En el conjunto de San Torcuato se pueden distinguir varias fases constructivas:

– La primera fase se extendería entre los siglos XVI-XVII con la creación de un monasterio uniendo posibles hábitats medievales dispersos en el interior del cerro. La iglesia no presentaría ninguna obra añadida exterior. En esta época se añaden probablemente gran parte de los elementos litúrgico-arquitectónico como las hornacinas. Durante esta fase las cuevas de la planicie aun no presentarían un hábitat estable, sino una función de refugio otoñal-invernal de trashumancia.

– La segunda fase de ocupación cristiana se desarrollaría a lo largo del siglo XVIII, con la obra de ampliación de la iglesia del santuario, añadiéndole una obra de dos plantas en forma de “L” adjunta al extremo N-E del cerro. En la primera planta situamos una zona porticada y unas dependencias para la escuela de la planicie. En la segunda planta situaríamos la casa parroquial. Esta fase constructiva se caracteriza por el tapial calicastrado, un mortero mucho más grueso e irregular y el uso masivo de ladrillo en la obra, así como la aparición de las grandes arcadas como solución para afianzar la estructura subterránea más crítica.

– La tercera fase, ya en época contemporánea, consistiría en una restauración del santuario y de la ermita a gran escala, ocultando la obra anterior en gran parte con una obra de mampostería encajonada en verdugadas de ladrillo.

El conjunto de salas subterráneas del conjunto de San Torcuato se distribuyen según patrones funcionales.
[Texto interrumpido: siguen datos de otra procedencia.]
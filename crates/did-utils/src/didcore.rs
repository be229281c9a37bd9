//! Implements the DID Core specification
//! 
//! As specified by [Decentralized Identifiers (DIDs) v1.0 - Core architecture,
//! data model, and representations][did-core].
//!
//! [did-core]: https://www.w3.org/TR/did-core/

use std::collections::HashMap;

use chrono::{DateTime, Utc};
use serde::{ser::SerializeMap, Deserialize, Deserializer, Serialize, Serializer};
use serde_json::Value;

use crate::{jwk::Jwk, ldmodel::Context};

// === Structure of a did document ===

/// Represents a DID Document according to the [DID Core specification][did-core].
/// 
/// [did-core]: https://www.w3.org/TR/did-core/
#[derive(Serialize, Deserialize, PartialEq, Debug, Clone)]
#[serde(rename_all = "camelCase")]
pub struct Document {
    // The @context property defines the vocabulary used in the JSON-LD document.
    // It provides a way to map the keys in the JSON structure to specific terms,
    // properties, and classes from external vocabularies. In the context of a
    // DID Document, the @context property is used to define the vocabulary for
    // the various properties within the document, such as id, publicKey, service, and others.
    #[serde(rename = "@context")]
    pub context: Context,

    // === Identifier ===

    // Identifier property is mandatory in a did document.
    // see https://www.w3.org/TR/did-core/#dfn-id
    #[serde(default = "String::new")]
    pub id: String,

    // See https://www.w3.org/TR/did-core/#dfn-controller
    #[serde(skip_serializing_if = "Option::is_none")]
    pub controller: Option<Controller>,

    // See https://www.w3.org/TR/did-core/#dfn-alsoknownas
    #[serde(skip_serializing_if = "Option::is_none")]
    pub also_known_as: Option<Vec<String>>,

    // === Verification Methods ===
    #[serde(skip_serializing_if = "Option::is_none")]
    pub verification_method: Option<Vec<VerificationMethod>>,

    // === Verification Relationships ===
    #[serde(skip_serializing_if = "Option::is_none")]
    pub authentication: Option<Vec<Authentication>>,

    #[serde(skip_serializing_if = "Option::is_none")]
    pub assertion_method: Option<Vec<AssertionMethod>>,

    #[serde(skip_serializing_if = "Option::is_none")]
    pub capability_delegation: Option<Vec<CapabilityDelegation>>,

    #[serde(skip_serializing_if = "Option::is_none")]
    pub capability_invocation: Option<Vec<CapabilityInvocation>>,

    #[serde(skip_serializing_if = "Option::is_none")]
    pub key_agreement: Option<Vec<KeyAgreement>>,

    // === Services ===
    #[serde(skip_serializing_if = "Option::is_none")]
    pub service: Option<Vec<Service>>,

    // === Dynamic Properties ===
    #[serde(skip_serializing_if = "Option::is_none")]
    #[serde(flatten)]
    pub additional_properties: Option<HashMap<String, Value>>,
}

impl Default for Document {  
    fn default() -> Self {  
        let id = String::new();  
        let context = Context::SingleString(String::from("https://www.w3.org/ns/did/v1"));  
        
        Self::new(context, id)  
    }  
}

/// Represents a DID Document controller(s).
#[derive(Serialize, Debug, Clone, PartialEq, Deserialize)]
#[serde(untagged)]
pub enum Controller {
    SingleString(String),
    SetOfString(Vec<String>),
}

/// Represents a [service] in a DID Document.
/// 
/// A service defines how to interact with the DID subject.
/// 
/// [service]: https://www.w3.org/TR/did-core/#services
#[derive(Serialize, Debug, Clone, PartialEq, Deserialize, Default)]
#[serde(rename_all = "camelCase")]
pub struct Service {
    #[serde(default = "String::new")]
    pub id: String,

    #[serde(rename = "type")]
    pub service_type: String,

    pub service_endpoint: String,

    // === Additional properties ===
    #[serde(skip_serializing_if = "Option::is_none")]
    #[serde(flatten)]
    pub additional_properties: Option<HashMap<String, Value>>,
}

/// Represents a [verification method] in a DID Document.
/// 
/// [verification method]: https://www.w3.org/TR/did-core/#verification-methods
#[derive(Serialize, Debug, Clone, PartialEq, Default, Deserialize)]
pub struct VerificationMethod {
    pub id: String,

    #[serde(rename = "type")]
    pub key_type: String,

    pub controller: String,

    #[serde(skip_serializing_if = "Option::is_none")]
    pub revoked: Option<DateTime<Utc>>,

    #[serde(skip_serializing_if = "Option::is_none")]
    #[serde(serialize_with = "VerificationMethod::serialize_public_key_format")]
    #[serde(deserialize_with = "VerificationMethod::deserialize_public_key_format")]
    #[serde(flatten)]
    pub public_key: Option<KeyFormat>,

    #[serde(skip_serializing_if = "Option::is_none")]
    #[serde(serialize_with = "VerificationMethod::serialize_private_key_format")]
    #[serde(deserialize_with = "VerificationMethod::deserialize_private_key_format")]
    #[serde(flatten)]
    pub private_key: Option<KeyFormat>,

    // === Additional properties ===
    #[serde(skip_serializing_if = "Option::is_none")]
    #[serde(flatten)]
    pub additional_properties: Option<HashMap<String, Value>>,
}

/// Represents different formats of keys used in verification methods.
#[derive(Debug, Clone, PartialEq, Deserialize, Serialize)]
#[serde(untagged)]
pub enum KeyFormat {
    Base58(String),
    Multibase(String),
    Jwk(Jwk),
}

/// Represents the authentication methods in a DID Document.
#[derive(Serialize, Debug, Clone, PartialEq, Deserialize)]
#[serde(untagged)]
pub enum Authentication {
    Reference(String),
    Embedded(Box<VerificationMethod>),
}

/// Represents the assertion methods in a DID Document.
#[derive(Serialize, Debug, Clone, PartialEq, Deserialize)]
#[serde(untagged)]
pub enum AssertionMethod {
    Reference(String),
    Embedded(Box<VerificationMethod>),
}

/// Represents the capability delegation methods in a DID Document.
#[derive(Serialize, Debug, Clone, PartialEq, Deserialize)]
#[serde(untagged)]
pub enum CapabilityDelegation {
    Reference(String),
    Embedded(Box<VerificationMethod>),
}

/// Represents the capability invocation methods in a DID Document.
#[derive(Serialize, Debug, Clone, PartialEq, Deserialize)]
#[serde(untagged)]
pub enum CapabilityInvocation {
    Reference(String),
    Embedded(Box<VerificationMethod>),
}

/// Represents the key agreement methods in a DID Document.
#[derive(Serialize, Debug, Clone, PartialEq, Deserialize)]
#[serde(untagged)]
pub enum KeyAgreement {
    Reference(String),
    Embedded(Box<VerificationMethod>),
}

impl VerificationMethod {

    /// Serializes the private key format into a JSON map with the appropriate key format field.
    fn serialize_private_key_format<S>(value: &Option<KeyFormat>, serializer: S) -> Result<S::Ok, S::Error>
    where
        S: Serializer,
    {
        match value {
            Some(KeyFormat::Base58(s)) => {
                let mut obj = serializer.serialize_map(Some(1))?;
                obj.serialize_entry("privateKeyBase58", s)?;
                obj.end()
            }
            Some(KeyFormat::Multibase(s)) => {
                let mut obj = serializer.serialize_map(Some(1))?;
                obj.serialize_entry("privateKeyMultibase", s)?;
                obj.end()
            }
            Some(KeyFormat::Jwk(jwk)) => {
                let mut obj = serializer.serialize_map(Some(1))?;
                obj.serialize_entry("privateKeyJwk", jwk)?;
                obj.end()
            }
            None => serializer.serialize_none(),
        }
    }

    /// Serializes the public key format into a JSON map with the appropriate key format field.
    fn serialize_public_key_format<S>(value: &Option<KeyFormat>, serializer: S) -> Result<S::Ok, S::Error>
    where
        S: Serializer,
    {
        match value {
            Some(KeyFormat::Base58(s)) => {
                let mut obj = serializer.serialize_map(Some(1))?;
                obj.serialize_entry("publicKeyBase58", s)?;
                obj.end()
            }
            Some(KeyFormat::Multibase(s)) => {
                let mut obj = serializer.serialize_map(Some(1))?;
                obj.serialize_entry("publicKeyMultibase", s)?;
                obj.end()
            }
            Some(KeyFormat::Jwk(jwk)) => {
                let mut obj = serializer.serialize_map(Some(1))?;
                obj.serialize_entry("publicKeyJwk", jwk)?;
                obj.end()
            }
            None => serializer.serialize_none(),
        }
    }

    /// Deserializes the private key format from a JSON map with the appropriate key format field.
    pub fn deserialize_public_key_format<'de, D>(deserializer: D) -> Result<Option<KeyFormat>, D::Error>
    where
        D: Deserializer<'de>,
    {
        #[derive(Deserialize, Debug)]
        #[serde(rename_all = "camelCase")]
        struct PublicKeyFormat {
            public_key_base58: Option<String>,
            public_key_multibase: Option<String>,
            public_key_jwk: Option<Jwk>,
        }

        let s: PublicKeyFormat = PublicKeyFormat::deserialize(deserializer)?;

        if s.public_key_base58.is_some() {
            return Ok(Some(KeyFormat::Base58(s.public_key_base58.unwrap())));
        }

        if s.public_key_multibase.is_some() {
            return Ok(Some(KeyFormat::Multibase(s.public_key_multibase.unwrap())));
        }

        if s.public_key_jwk.is_some() {
            return Ok(Some(KeyFormat::Jwk(s.public_key_jwk.unwrap())));
        }

        Ok(None)
    }

    /// Deserializes the private key format from a JSON map with the appropriate key format field.
    pub fn deserialize_private_key_format<'de, D>(deserializer: D) -> Result<Option<KeyFormat>, D::Error>
    where
        D: Deserializer<'de>,
    {
        #[derive(Deserialize, Debug)]
        #[serde(rename_all = "camelCase")]
        struct PrivateKeyFormat {
            private_key_base58: Option<String>,
            private_key_multibase: Option<String>,
            private_key_jwk: Option<Jwk>,
        }

        let s: PrivateKeyFormat = PrivateKeyFormat::deserialize(deserializer)?;

        if s.private_key_base58.is_some() {
            return Ok(Some(KeyFormat::Base58(s.private_key_base58.unwrap())));
        }

        if s.private_key_multibase.is_some() {
            return Ok(Some(KeyFormat::Multibase(s.private_key_multibase.unwrap())));
        }

        if s.private_key_jwk.is_some() {
            return Ok(Some(KeyFormat::Jwk(s.private_key_jwk.unwrap())));
        }

        Ok(None)
    }
}

impl Document {
    /// Builds a bare document carrying only `@context` and `id`, with every
    /// other property left unset.
    pub fn new(context: Context, id: String) -> Self {
        Self {
            context,
            id,
            controller: None,
            also_known_as: None,
            verification_method: None,
            authentication: None,
            assertion_method: None,
            capability_delegation: None,
            capability_invocation: None,
            key_agreement: None,
            service: None,
            additional_properties: None,
        }
    }
}

#[cfg(test)]
mod tests {
    use super::*;

    #[test]
    fn test_default_document_has_empty_id() {
        let doc = Document::default();
        assert_eq!(doc.id, "");
        assert!(matches!(doc.context, Context::SingleString(_)));
    }

    #[test]
    fn test_deserialize_verification_method_base58() {
        let vm: VerificationMethod = serde_json::from_str(
            r#"{
                "id": "did:key:z6Mk#keys-1",
                "type": "Ed25519VerificationKey2018",
                "controller": "did:key:z6Mk",
                "publicKeyBase58": "H3C2AVvLMv6gmMNam3uVAjZpfkcJCwDwnZn6z3wXmqPV"
            }"#,
        )
        .unwrap();

        assert!(matches!(vm.public_key, Some(KeyFormat::Base58(_))));
        assert!(vm.private_key.is_none());
    }

    #[test]
    fn test_deserialize_verification_method_jwk() {
        let vm: VerificationMethod = serde_json::from_str(
            r#"{
                "id": "did:key:z6LS#keys-1",
                "type": "JsonWebKey2020",
                "controller": "did:key:z6LS",
                "publicKeyJwk": {
                    "kty": "OKP",
                    "crv": "X25519",
                    "x": "psQvZbwHAW4z2wrTKGbl4mFyzSIGy_Cw7ov-ep0TWAM"
                }
            }"#,
        )
        .unwrap();

        match vm.public_key {
            Some(KeyFormat::Jwk(jwk)) => assert_eq!(jwk.crv, "X25519"),
            _ => panic!("expected a JWK public key"),
        }
    }

    #[test]
    fn test_serde_roundtrip() {
        let doc = Document::new(
            Context::SingleString("https://www.w3.org/ns/did/v1".to_owned()),
            "did:peer:2.Ez6Mk.Vz6Mk".to_owned(),
        );
        let json = serde_json::to_string(&doc).unwrap();
        let parsed: Document = serde_json::from_str(&json).unwrap();
        assert_eq!(doc, parsed);
    }
}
Partiendo de la entrada orientada al sur, aquella que mira directamente hacía las estribaciones de Sierra Nevada, las primeras salas que encontramos se dedican a labores agrícolas-ganaderas, las siguientes al mantenimiento y alojamiento de la comunidad, a continuación la zona del culto y de recepción de viajeros, para terminar con la zona de acceso restringido o de clausura, donde se guardarían los elementos rituales más importantes para la comunidad, como textos sagrados, reliquias, etc.
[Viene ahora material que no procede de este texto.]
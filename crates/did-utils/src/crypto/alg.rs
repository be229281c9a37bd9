use multibase::Base::Base58Btc;
use serde::{Deserialize, Serialize};
use thiserror::Error;

/// Cryptographic algorithms recognized by the multicodec prefixes this proxy
/// cares about: the two curves used by `did:key` addresses it hands out or
/// consumes (its own recipient key, and peers' signing/agreement keys).
#[derive(Debug, Copy, Clone, PartialEq, Eq, Serialize, Deserialize)]
pub enum Algorithm {
    Ed25519,
    X25519,
}

use Algorithm::*;

impl Algorithm {
    /// Multicodec prefix, per <https://w3c-ccg.github.io/did-method-key/#signature-method-creation-algorithm>.
    pub fn muticodec_prefix(&self) -> [u8; 2] {
        match self {
            Ed25519 => [0xed, 0x01],
            X25519 => [0xec, 0x01],
        }
    }

    pub fn from_muticodec_prefix(prefix: &[u8; 2]) -> Option<Self> {
        match prefix {
            [0xed, 0x01] => Some(Ed25519),
            [0xec, 0x01] => Some(X25519),
            _ => None,
        }
    }

    pub fn public_key_length(&self) -> usize {
        32
    }
}

#[derive(Debug, Clone, PartialEq, Eq, Error)]
pub enum DecodeMultikeyError {
    #[error("error to multibase decode")]
    MultibaseDecodeError,
    #[error("not multibase-encoded in Base58")]
    NotBase58MultibaseEncoded,
    #[error("assumed multicodec too short")]
    MulticodecTooShort,
    #[error("unknown algorithm")]
    UnknownAlgorithm,
}

/// Decodes algorithm and raw key bytes from a multibase-encoded `did:key` value.
pub fn decode_multikey(multikey: &str) -> Result<(Algorithm, Vec<u8>), DecodeMultikeyError> {
    let (base, multicodec) =
        multibase::decode(multikey).map_err(|_| DecodeMultikeyError::MultibaseDecodeError)?;

    if base != Base58Btc {
        return Err(DecodeMultikeyError::NotBase58MultibaseEncoded);
    }
    if multicodec.len() < 2 {
        return Err(DecodeMultikeyError::MulticodecTooShort);
    }

    let multicodec_prefix: &[u8; 2] = &multicodec[..2].try_into().unwrap();
    let raw_public_key_bytes = &multicodec[2..];

    let alg = Algorithm::from_muticodec_prefix(multicodec_prefix)
        .ok_or(DecodeMultikeyError::UnknownAlgorithm)?;

    Ok((alg, raw_public_key_bytes.to_vec()))
}

/// Encodes raw public key bytes as a multibase `did:key` address.
pub fn encode_multikey(alg: Algorithm, raw_public_key_bytes: &[u8]) -> String {
    format!(
        "did:key:{}",
        multibase::encode(Base58Btc, [&alg.muticodec_prefix(), raw_public_key_bytes].concat())
    )
}

#[cfg(test)]
mod tests {
    use super::*;

    #[test]
    fn test_decode_multikey() {
        let multikey = "z6MkiTBz1ymuepAQ4HEHYSF1H8quG5GLVVQR3djdX3mDooWp";
        let (alg, bytes) = decode_multikey(multikey).unwrap();
        assert_eq!(alg, Algorithm::Ed25519);
        assert_eq!(bytes.len(), 32);

        let multikey = "z6LSbuUXWSgPfpiDBjUK6E7yiCKMN2eKJsXn5b55ZgqGz6Mr";
        let (alg, bytes) = decode_multikey(multikey).unwrap();
        assert_eq!(alg, Algorithm::X25519);
        assert_eq!(bytes.len(), 32);
    }

    #[test]
    fn test_decode_multikey_negative_cases() {
        let cases = [
            ("Z6MkhaXgBZDvotDkL5257faiztiGiC2QtKLGpbnnEGta2doK", DecodeMultikeyError::NotBase58MultibaseEncoded),
            ("z6", DecodeMultikeyError::MulticodecTooShort),
            ("z7MkiTBz1ymuepAQ4HEHYSF1H8quG5GLVVQR3djdX3mDooWpd", DecodeMultikeyError::UnknownAlgorithm),
        ];
        for (multikey, expected_err) in cases {
            assert_eq!(decode_multikey(multikey).unwrap_err(), expected_err);
        }
    }

    #[test]
    fn test_encode_decode_roundtrip() {
        let bytes = [7u8; 32];
        let did = encode_multikey(Algorithm::Ed25519, &bytes);
        assert!(did.starts_with("did:key:z6Mk"));
        let (alg, decoded) = decode_multikey(did.strip_prefix("did:key:").unwrap()).unwrap();
        assert_eq!(alg, Algorithm::Ed25519);
        assert_eq!(decoded, bytes);
    }
}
Tras ir a ver el cercano Aljibe de la Ermita, comenzamos el descenso por los Badlans; un sube y baja por un terreno agreste pero con mucho encanto nos lleva a un Otero Natural; desde su pequeña cima disfrutamos de las vista (esto parece Marte). Seguimos el descenso por el Barranco de la Minilla que atraviesa el Paraje de Retamales; y junto al Cortijo Celedonio se encuentra el Vado del Río Fardes. Nos descalzamos para cruzarlo, con un caudal algo considerable por las recientes lluvias; pero sin problemas.

Ya solo nos resta cruzar el Prado de las Posadillas para llegar al punto de inicio. Una parada en la Terraza Triunfo o el Bar de Pepe y Consuelo para el reavituallamiento y fin de ruta.

3 comentarios

  • Foto de Narcotic

    Narcotic 18-dic-2018

    He realizado esta ruta  ver detalle

    Genial ruta con unos paisajes únicos. Un poco más adelante del waypoint "secadero" pasa por una finca privada, aunque yo no tuve problemas al pasar al pedir amablemente que me dejara. También la zona de San Torcuato lo han tapiado entero y ya no se puede entrar a ninguna sala.

  • Foto de toloqueverdeguea

    toloqueverdeguea 18-dic-2018

    Gracias por tu valoración y comentarios. Agradecemos tus apreciaciones que ayudarán a las personas que decidan realizar esta ruta.
    Un cordial saludo.

  • Foto de Pascual 59

    Pascual 59 11-feb-2019

    He realizado esta ruta  verificado  ver detalle

    Muy buena ruta y sobre todo la visita al Yacimiento Paleontológico de Fonelas.